The inverted index application source code can be found in src/main/java/io/github/bfeng/simplemapred/app/InvertedIndex.java. The map task emits <word, file> pairs. The reduce task receives <word, list of files> pairs and then <word, all found files>.

Test cases

Please note Master and Worker share the machines.conf file for the configuration of a cluster. Each line of the file defines a configuration, following a format master:<host>:<port>:<home> or worker:<host>:<port>:<home>. In a pseudo cluster environment, the <host> can be "localhost" but '' must be different. Master and Worker hang in the foreground of terminal. So each server runs in a separated terminal.

  1. Start Master:
java -cp target/simple-mapred-1.0-SNAPSHOT-jar-with-dependencies.jar \
   io.github.bfeng.simplemapred.resource.Master \
   src/main/resources/machines.conf
  1. Start Worker on each machine in a cluster (worker id must be specified):
java -cp target/simple-mapred-1.0-SNAPSHOT-jar-with-dependencies.jar \
  io.github.bfeng.simplemapred.resource.Worker \
  src/main/resources/machines.conf 0
  1. Run applications:
# WordCount
java -cp target/simple-mapred-1.0-SNAPSHOT-jar-with-dependencies.jar \
   io.github.bfeng.simplemapred.app.WordCountApp localhost:12345 \
   input/words-1.txt,input/words-2.txt output/wc-1.txt,output/wc-2.txt
# Inverted index
java -cp target/simple-mapred-1.0-SNAPSHOT-jar-with-dependencies.jar \
   io.github.bfeng.simplemapred.app.InvertedIndex localhost:12345 \
   input/words-1.txt,input/words-2.txt output/ii-1.txt,output/ii-2.txt

Please note: above two applications accept a list of files delimited by comma as input and a list of files delimited by comma as output. Thus, any number of input files and any number of output files are accept by the framework. For example, WordCount accepts input/words-1.txt and input/words-2.txt as input and produces results in output/wc-1.txt and output/wc-2.txt. One can also specify two files as input and one file as output.

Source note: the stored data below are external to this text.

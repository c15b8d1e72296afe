use std::time::Instant;

use http::StatusCode;
use serde::Serialize;

use asyncgate_pipeline::{Flow, Host, Pipeline, PipelineError, Request, Response, SharedMiddleware};
use asyncgate_telemetry::{log_handler_error, log_request_completed, log_validation_failure};

use crate::pattern::RoutePattern;
use crate::problem::ProblemDetails;

struct Layer {
    pattern: RoutePattern,
    pipeline: Pipeline,
}

/// A mounted layer as reported by [`App::routes`].
#[derive(Debug, Clone, PartialEq, Eq, Serialize)]
pub struct MountedRoute {
    pub pattern: String,
    pub stages: usize,
}

/// Layered host: every mount is an independent layer, tried in order.
#[derive(Default)]
pub struct App {
    layers: Vec<Layer>,
    dev_mode: bool,
}

impl App {
    pub fn new() -> Self {
        Self::default()
    }

    /// Include violation and handler error details in problem responses.
    pub fn with_dev_mode(mut self, dev_mode: bool) -> Self {
        self.dev_mode = dev_mode;
        self
    }

    pub fn dev_mode(&self) -> bool {
        self.dev_mode
    }

    pub fn len(&self) -> usize {
        self.layers.len()
    }

    pub fn is_empty(&self) -> bool {
        self.layers.is_empty()
    }

    pub fn routes(&self) -> Vec<MountedRoute> {
        self.layers
            .iter()
            .map(|layer| MountedRoute {
                pattern: layer.pattern.as_str().to_string(),
                stages: layer.pipeline.len(),
            })
            .collect()
    }

    /// Run a request through every matching layer.
    ///
    /// `req.params` is replaced with each layer's captures before its
    /// pipeline runs. A request that matched but was never answered gets
    /// `202 Accepted` with the request context as body.
    pub async fn dispatch(&self, req: &mut Request) -> Response {
        let start = Instant::now();
        let response = self.dispatch_layers(req).await;

        log_request_completed!(
            method = %req.method,
            path = %req.path,
            status = response.status.as_u16(),
            duration_ms = start.elapsed().as_secs_f64() * 1000.0,
        );
        response
    }

    pub async fn handle(&self, mut req: Request) -> Response {
        self.dispatch(&mut req).await
    }

    async fn dispatch_layers(&self, req: &mut Request) -> Response {
        let mut matched = false;

        for layer in &self.layers {
            let Some(params) = layer.pattern.matches(&req.path) else {
                continue;
            };
            matched = true;
            req.params = params;

            match layer.pipeline.run(req).await {
                Ok(Flow::Continue) => continue,
                Ok(Flow::Respond(response)) => return response,
                Err(err) => return self.error_response(&layer.pattern, req, err),
            }
        }

        if matched {
            Response::json(StatusCode::ACCEPTED, &req.api)
        } else {
            ProblemDetails::not_found(&req.path).into_response()
        }
    }

    fn error_response(&self, pattern: &RoutePattern, req: &Request, err: PipelineError) -> Response {
        match err {
            PipelineError::Validation(failure) => {
                log_validation_failure!(
                    route = %pattern,
                    path = %req.path,
                    validation_target = failure.target.as_str(),
                    schema_path = %failure.violation.schema_path,
                    message = %failure.message,
                );
                ProblemDetails::validation_failure(&failure, &req.path, self.dev_mode)
                    .into_response()
            }
            PipelineError::Handler(source) => {
                let message = source.to_string();
                log_handler_error!(route = %pattern, path = %req.path, error = %message);
                ProblemDetails::handler_error(&message, &req.path, self.dev_mode).into_response()
            }
        }
    }
}

impl Host for App {
    fn mount(&mut self, pattern: &str, stages: Vec<SharedMiddleware>) {
        self.layers.push(Layer {
            pattern: RoutePattern::parse(pattern),
            pipeline: Pipeline::new(stages),
        });
    }
}

impl std::fmt::Debug for App {
    fn fmt(&self, f: &mut std::fmt::Formatter<'_>) -> std::fmt::Result {
        f.debug_struct("App")
            .field("routes", &self.routes())
            .field("dev_mode", &self.dev_mode)
            .finish()
    }
}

  1. Run application with larger files as input:
# WordCount
java -cp target/simple-mapred-1.0-SNAPSHOT-jar-with-dependencies.jar \
   io.github.bfeng.simplemapred.app.WordCountApp localhost:12345 \
   input/part-1.txt,input/part-2.txt output/wc-1.txt,output/wc-2.txt
# Inverted index
java -cp target/simple-mapred-1.0-SNAPSHOT-jar-with-dependencies.jar \
   io.github.bfeng.simplemapred.app.InvertedIndex localhost:12345 \
   input/part-1.txt,input/part-2.txt output/ii-1.txt,output/ii-2.txt
  1. Shutdown servers:

Both Master and Worker accepts Control-C as a shutdown signal.